Let us see how far we can help ourselves in this difficult work.
I will draw your attention to one fact which is of enormous help
to the beginner.

Your vehicles are ever restless. Every vibration in the vehicle
produces a corresponding change in consciousness. Is there any
way to check these vibrations, to steady the vehicle, so that
consciousness may be still? One method is the repeating of a
mantra. A mantra is a mechanical way of checking vibration.
Instead of using the powers of the will and of imagination, you
save these for other purposes, and use the mechanical resource of
a mantra. A mantra is a definite succession of sounds. Those
sounds, repeated rhythmically over and over again in succession,
synchronise the vibrations of the vehicles into unity with
themselves. Hence a mantra cannot be translated; translation
alters the sounds. Not only in Hinduism, but in Buddhism, in
Roman Catholicism, in Islam, and among the Parsis, mantras are
found, and they are never translated, for when you have changed
the succession and order of the sounds, the mantra ceases to be a
mantra. If you translate the words, you may have a very beautiful
prayer, but not a mantra. Your translation may be beautiful
inspired poetry, but it is not a living mantra. It will no longer
harmonise the vibrations of the surrounding sheaths, and thus
enable the consciousness to become still. The poetry, the
inspired prayer, these are mentally translatable. But a mantra is
unique and untranslatable. Poetry is a great thing: it is often
an inspirer of the soul, it gives gratification to the ear, and
it may be sublime and beautiful, but it is not a mantra.
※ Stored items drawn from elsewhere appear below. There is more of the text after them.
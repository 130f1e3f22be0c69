//! Log event representation shipped by the handlers.
//!
//! A [`LogEvent`] captures one logging call along with its contextual
//! metadata such as timestamp, source location and thread information. The
//! handlers never mutate events; they are buffered, formatted into a publish
//! payload, and dropped once the batch they belong to resolves.

use std::collections::BTreeMap;
use std::fmt;
use std::thread::{self, ThreadId};
use std::time::SystemTime;

use crate::level::Level;

/// Additional context associated with a log event.
#[derive(Clone, Debug, PartialEq, Eq)]
pub struct RecordMetadata {
    /// Rust module path where the log call originated.
    pub module_path: String,
    /// Source file name for the log call.
    pub filename: String,
    /// Line number in the source file.
    pub line_number: u32,
    /// Time the event was created.
    pub timestamp: SystemTime,
    /// ID of the thread that created the event.
    pub thread_id: ThreadId,
    /// Name of the thread that created the event (if any).
    pub thread_name: Option<String>,
    /// Structured key-value pairs attached to the event.
    pub key_values: BTreeMap<String, String>,
}

impl RecordMetadata {
    fn capture_runtime() -> (SystemTime, ThreadId, Option<String>) {
        let current = thread::current();
        (
            SystemTime::now(),
            current.id(),
            current.name().map(ToString::to_string),
        )
    }
}

impl Default for RecordMetadata {
    fn default() -> Self {
        let (timestamp, thread_id, thread_name) = Self::capture_runtime();
        Self {
            module_path: String::new(),
            filename: String::new(),
            line_number: 0,
            timestamp,
            thread_id,
            thread_name,
            key_values: BTreeMap::new(),
        }
    }
}

#[derive(Clone, Debug, PartialEq, Eq)]
pub struct LogEvent {
    logger: String,
    level: Level,
    message: String,
    metadata: RecordMetadata,
}

impl LogEvent {
    /// Construct a new event from logger `name`, `level`, and `message`.
    pub fn new(logger: &str, level: Level, message: &str) -> Self {
        Self {
            logger: logger.to_owned(),
            level,
            message: message.to_owned(),
            metadata: RecordMetadata::default(),
        }
    }

    /// Construct an event with explicit source location and key-values.
    ///
    /// Timestamp and thread information are always taken from the calling
    /// context, overriding whatever `metadata` carried.
    pub fn with_metadata(
        logger: &str,
        level: Level,
        message: &str,
        mut metadata: RecordMetadata,
    ) -> Self {
        let (timestamp, thread_id, thread_name) = RecordMetadata::capture_runtime();
        metadata.timestamp = timestamp;
        metadata.thread_id = thread_id;
        metadata.thread_name = thread_name;
        Self {
            logger: logger.to_owned(),
            level,
            message: message.to_owned(),
            metadata,
        }
    }

    pub fn logger(&self) -> &str {
        &self.logger
    }

    pub fn level(&self) -> Level {
        self.level
    }

    pub fn level_str(&self) -> &'static str {
        self.level.as_str()
    }

    pub fn message(&self) -> &str {
        &self.message
    }

    pub fn metadata(&self) -> &RecordMetadata {
        &self.metadata
    }
}

impl fmt::Display for LogEvent {
    fn fmt(&self, f: &mut fmt::Formatter<'_>) -> fmt::Result {
        write!(f, "{} - {}", self.level, self.message)
    }
}
//! Test doubles shared by unit tests, integration tests and benchmarks.
//!
//! Compiled for `cfg(test)` and behind the `test-util` feature so the
//! `tests/` and `benches/` targets can use the same stubs as the unit tests.

mod collecting_handler;
mod collecting_side_channel;
mod counting_publisher;
mod stub_client;

pub use collecting_handler::CollectingHandler;
pub use collecting_side_channel::CollectingSideChannel;
pub use counting_publisher::CountingPublisher;
pub use stub_client::StubClient;
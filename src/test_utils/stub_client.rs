use std::sync::Arc;
use std::sync::atomic::{AtomicUsize, Ordering};

use crate::error::PublishError;
use crate::pubsub::{PublishBody, PubsubTransport, SharedTransport};

/// In-memory stand-in for [`PubsubClient`](crate::pubsub::PubsubClient).
///
/// Topic checks return a fixed answer; direct publishes always succeed. Pair
/// it with [`CountingPublisher`](super::CountingPublisher) to observe
/// publishes made by a handler.
#[derive(Clone, Debug)]
pub struct StubClient {
    topic_exists: Result<bool, PublishError>,
    topic_checks: Arc<AtomicUsize>,
    publishes: Arc<AtomicUsize>,
}

impl Default for StubClient {
    fn default() -> Self {
        Self::new()
    }
}

impl StubClient {
    /// Every topic exists.
    pub fn new() -> Self {
        Self {
            topic_exists: Ok(true),
            topic_checks: Arc::new(AtomicUsize::new(0)),
            publishes: Arc::new(AtomicUsize::new(0)),
        }
    }

    /// No topic exists.
    pub fn missing_topics() -> Self {
        Self {
            topic_exists: Ok(false),
            ..Self::new()
        }
    }

    /// Topic checks fail with `err`.
    pub fn failing_topic_check(err: PublishError) -> Self {
        Self {
            topic_exists: Err(err),
            ..Self::new()
        }
    }

    pub fn shared(&self) -> SharedTransport {
        Arc::new(self.clone())
    }

    pub fn topic_checks(&self) -> usize {
        self.topic_checks.load(Ordering::SeqCst)
    }

    /// Publishes sent straight to the client rather than through a strategy.
    pub fn publishes(&self) -> usize {
        self.publishes.load(Ordering::SeqCst)
    }
}

impl PubsubTransport for StubClient {
    fn topic_exists(&self, _topic: &str, _retry: u32) -> Result<bool, PublishError> {
        self.topic_checks.fetch_add(1, Ordering::SeqCst);
        self.topic_exists.clone()
    }

    fn publish(&self, _body: &PublishBody, _topic: &str, _retry: u32) -> Result<(), PublishError> {
        self.publishes.fetch_add(1, Ordering::SeqCst);
        Ok(())
    }
}
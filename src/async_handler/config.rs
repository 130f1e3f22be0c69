//! Configuration consumed by [`AsyncPubsubHandler`](super::AsyncPubsubHandler).

use std::fmt;
use std::time::Duration;

use crate::pubsub::SharedTransport;
use crate::pubsub_handler::PubsubHandlerConfig;
use crate::side_channel::{SharedSideChannel, default_side_channel};

/// Default number of worker threads.
pub const DEFAULT_WORKER_NUM: usize = 4;
/// Default time `flush` waits for every worker to acknowledge.
pub const DEFAULT_FLUSH_TIMEOUT: Duration = Duration::from_secs(30);
/// Default number of final flush attempts a worker makes on shutdown.
pub const DEFAULT_SHUTDOWN_FLUSH_ATTEMPTS: u32 = 3;

#[derive(Clone)]
pub struct AsyncHandlerConfig {
    /// Topic, client, strategy, buffering and formatting shared with the
    /// synchronous handler. Each worker gets its own buffer built from
    /// `handler.buffer`.
    pub handler: PubsubHandlerConfig,
    pub worker_num: usize,
    /// Where workers report publish failures.
    pub side_channel: SharedSideChannel,
    pub flush_timeout: Duration,
    pub shutdown_flush_attempts: u32,
}

impl AsyncHandlerConfig {
    pub fn new(topic: impl Into<String>, client: SharedTransport) -> Self {
        Self {
            handler: PubsubHandlerConfig::new(topic, client),
            worker_num: DEFAULT_WORKER_NUM,
            side_channel: default_side_channel(),
            flush_timeout: DEFAULT_FLUSH_TIMEOUT,
            shutdown_flush_attempts: DEFAULT_SHUTDOWN_FLUSH_ATTEMPTS,
        }
    }
}

impl fmt::Debug for AsyncHandlerConfig {
    fn fmt(&self, f: &mut fmt::Formatter<'_>) -> fmt::Result {
        f.debug_struct("AsyncHandlerConfig")
            .field("handler", &self.handler)
            .field("worker_num", &self.worker_num)
            .field("flush_timeout", &self.flush_timeout)
            .field("shutdown_flush_attempts", &self.shutdown_flush_attempts)
            .finish_non_exhaustive()
    }
}
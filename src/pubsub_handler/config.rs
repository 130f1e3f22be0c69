//! Resolved configuration for [`PubsubHandler`](super::PubsubHandler).
//!
//! `PubsubHandlerBuilder` validates user input and produces this struct;
//! tests may also construct it directly.

use std::fmt;
use std::time::Duration;

use crate::buffer::BufferConfig;
use crate::formatter::SharedFormatter;
use crate::publisher::BatchPublisher;
use crate::pubsub::{SharedPublishFn, SharedTransport, default_publish_fn};
use crate::rate_limited_warner::DEFAULT_WARN_INTERVAL;

/// Default number of client retries per publish call.
pub const DEFAULT_RETRY: u32 = 10;

#[derive(Clone)]
pub struct PubsubHandlerConfig {
    /// Fully qualified topic, `projects/{project}/topics/{topic}`.
    pub topic: String,
    pub client: SharedTransport,
    pub publish_fn: SharedPublishFn,
    /// Retries the client may make within one publish call.
    pub retry: u32,
    pub buffer: BufferConfig,
    pub formatter: SharedFormatter,
    /// Interval between rate-limited drop warnings.
    pub warn_interval: Duration,
}

impl PubsubHandlerConfig {
    /// Configuration with default buffering for `topic` over `client`.
    pub fn new(topic: impl Into<String>, client: SharedTransport) -> Self {
        Self {
            topic: topic.into(),
            client,
            publish_fn: default_publish_fn(),
            retry: DEFAULT_RETRY,
            buffer: BufferConfig::default(),
            formatter: SharedFormatter::default(),
            warn_interval: DEFAULT_WARN_INTERVAL,
        }
    }

    pub(crate) fn publisher(&self) -> BatchPublisher {
        BatchPublisher::new(
            self.topic.clone(),
            self.client.clone(),
            self.publish_fn.clone(),
            self.retry,
            self.formatter.clone(),
        )
    }
}

impl fmt::Debug for PubsubHandlerConfig {
    fn fmt(&self, f: &mut fmt::Formatter<'_>) -> fmt::Result {
        f.debug_struct("PubsubHandlerConfig")
            .field("topic", &self.topic)
            .field("retry", &self.retry)
            .field("buffer", &self.buffer)
            .field("formatter", &self.formatter)
            .field("warn_interval", &self.warn_interval)
            .finish_non_exhaustive()
    }
}
//! Asynchronous worker-pool handler.
//!
//! [`AsyncPubsubHandler`] hands each event to one of `worker_num` threads
//! in round-robin order. Every worker owns an unbounded queue and its own
//! buffer and applies the same flush policy as the synchronous handler.
//!
//! Publish failures are reported to the configured
//! [`SideChannel`](crate::side_channel::SideChannel) and never reach the
//! emitting thread:
//!
//! - **Recoverable**: the batch is restored and cut to the hard limit; the
//!   worker keeps going.
//! - **Fatal**: the batch is dropped; the worker keeps going.
//!
//! On shutdown each worker drains its queue and retries its final flush up
//! to `shutdown_flush_attempts` times before dropping what is left.

mod config;
mod handler;
mod worker;

#[cfg(test)]
mod tests;

pub use config::{
    AsyncHandlerConfig, DEFAULT_FLUSH_TIMEOUT, DEFAULT_SHUTDOWN_FLUSH_ATTEMPTS, DEFAULT_WORKER_NUM,
};
pub use handler::AsyncPubsubHandler;
pub use worker::WorkerCommand;
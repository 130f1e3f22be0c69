//! Shared builder options.
//!
//! Stores the fields common to both handler builders and turns them into a
//! [`PubsubHandlerConfig`].

use std::fmt;
use std::sync::Arc;
use std::time::Duration;

use crate::buffer::BufferConfig;
use crate::formatter::SharedFormatter;
use crate::level::Level;
use crate::pubsub::{Credentials, SharedPublishFn, SharedTransport, get_pubsub_client};
use crate::pubsub_handler::PubsubHandlerConfig;

use super::HandlerBuildError;
use super::builder_macros::ensure_positive;

#[derive(Clone, Default)]
pub struct CommonBuilder {
    pub(crate) topic: Option<String>,
    pub(crate) client: Option<SharedTransport>,
    pub(crate) credentials: Option<Credentials>,
    pub(crate) publish_fn: Option<SharedPublishFn>,
    pub(crate) retry: Option<u32>,
    pub(crate) capacity: Option<usize>,
    pub(crate) flush_level: Option<Level>,
    pub(crate) buf_hard_limit: Option<usize>,
    pub(crate) formatter: Option<SharedFormatter>,
    pub(crate) warn_interval_ms: Option<u64>,
}

impl CommonBuilder {
    pub(crate) fn validate(&self) -> Result<(), HandlerBuildError> {
        match &self.topic {
            None => {
                return Err(HandlerBuildError::InvalidConfig(
                    "Pub/Sub handler requires a topic".into(),
                ));
            }
            Some(topic) if topic.trim().is_empty() => {
                return Err(HandlerBuildError::InvalidConfig(
                    "topic must not be empty".into(),
                ));
            }
            _ => {}
        }
        if let Some(capacity) = self.capacity {
            ensure_positive!(capacity, "capacity")?;
        }
        Ok(())
    }

    fn resolve_client(&self) -> Result<SharedTransport, HandlerBuildError> {
        match &self.client {
            Some(client) => Ok(Arc::clone(client)),
            None => {
                let client = get_pubsub_client(self.credentials.clone(), None)?;
                Ok(Arc::new(client))
            }
        }
    }

    /// Validate, resolve the client and apply defaults.
    pub(crate) fn build_config(&self) -> Result<PubsubHandlerConfig, HandlerBuildError> {
        self.validate()?;
        let topic = self.topic.clone().unwrap_or_default();
        let mut config = PubsubHandlerConfig::new(topic.trim(), self.resolve_client()?);
        let defaults = BufferConfig::default();
        config.buffer = BufferConfig {
            capacity: self.capacity.unwrap_or(defaults.capacity),
            hard_limit: self.buf_hard_limit.unwrap_or(defaults.hard_limit),
            flush_level: self.flush_level.unwrap_or(defaults.flush_level),
        };
        if let Some(publish_fn) = &self.publish_fn {
            config.publish_fn = Arc::clone(publish_fn);
        }
        if let Some(retry) = self.retry {
            config.retry = retry;
        }
        if let Some(formatter) = &self.formatter {
            config.formatter = formatter.clone();
        }
        if let Some(ms) = self.warn_interval_ms {
            config.warn_interval = Duration::from_millis(ms);
        }
        Ok(config)
    }
}

impl fmt::Debug for CommonBuilder {
    fn fmt(&self, f: &mut fmt::Formatter<'_>) -> fmt::Result {
        f.debug_struct("CommonBuilder")
            .field("topic", &self.topic)
            .field("client", &self.client.as_ref().map(|_| "<client>"))
            .field("credentials", &self.credentials)
            .field("publish_fn", &self.publish_fn.as_ref().map(|_| "<publish_fn>"))
            .field("retry", &self.retry)
            .field("capacity", &self.capacity)
            .field("flush_level", &self.flush_level)
            .field("buf_hard_limit", &self.buf_hard_limit)
            .field("formatter", &self.formatter)
            .field("warn_interval_ms", &self.warn_interval_ms)
            .finish()
    }
}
Let us consider concentration. You ask a man if he can
concentrate. He at once says: "Oh! it is very difficult. I have
often tried and failed." But put the same question in a different
way, and ask him: "Can you pay attention to a thing?" He will at
once say: "Yes, I can do that."

Concentration is attention. The fixed attitude of attention, that
is concentration. If you pay attention to what you do, your mind
will be concentrated. Many sit down for meditation and wonder why
they do not succeed. How can you suppose that half an hour of
meditation and twenty- three and a half hours of scattering of
thought throughout the day and night, will enable you to
concentrate during the half hour? You have undone during the day
and night what you did in the morning, as Penelope unravelled the
web she wove. To become a Yogi, you must be attentive all the
time. You must practice concentration every hour of your active
life. Now you scatter your thoughts for many hours, and you
wonder that you do not succeed. The wonder would be if you did.
You must pay attention every day to everything you do. That is,
no doubt, hard to do, and you may make it easier in the first
stages by choosing out of your day's work a portion only, and
doing that portion with perfect, unflagging attention. Do not let
your mind wander from the thing before you. It does not matter
what the thing is. It may be the adding up of a column of
figures, or the reading of a book. Anything will do. It is the
attitude of the mind that is important and not the object before
it. This is the only way of learning concentration. Fix your mind
rigidly on the work before you for the time being, and when you
have done with it, drop it. Practise steadily in this way for a
few months, and you will be surprised to find how easy it becomes
to concentrate the mind. Moreover, the body will soon learn to do
many things automatically. If you force it to do a thing
regularly, it will begin to do it, after a time, of its own
accord, and then you find that you can manage to do two or three
things at the same time. In England, for instance, women are very
fond of knitting. When a girl first learns to knit, she is
obliged to be very intent on her fingers. Her attention must not
wander from her fingers for a moment, or she will make a mistake.
She goes on doing that day after day, and presently her fingers
have learnt to pay attention to the work without her supervision,
and they may be left to do the knitting while she employs the
conscious mind on something else. It is further possible to train
your mind as the girl has trained her fingers. The mind also, the
mental body, can be so trained as to do a thing automatically. At
last, your highest consciousness can always remain fixed on the
Supreme, while the lower consciousness in the body will do the
things of the body, and do them perfectly, because perfectly
trained. These are practical lessons of Yoga.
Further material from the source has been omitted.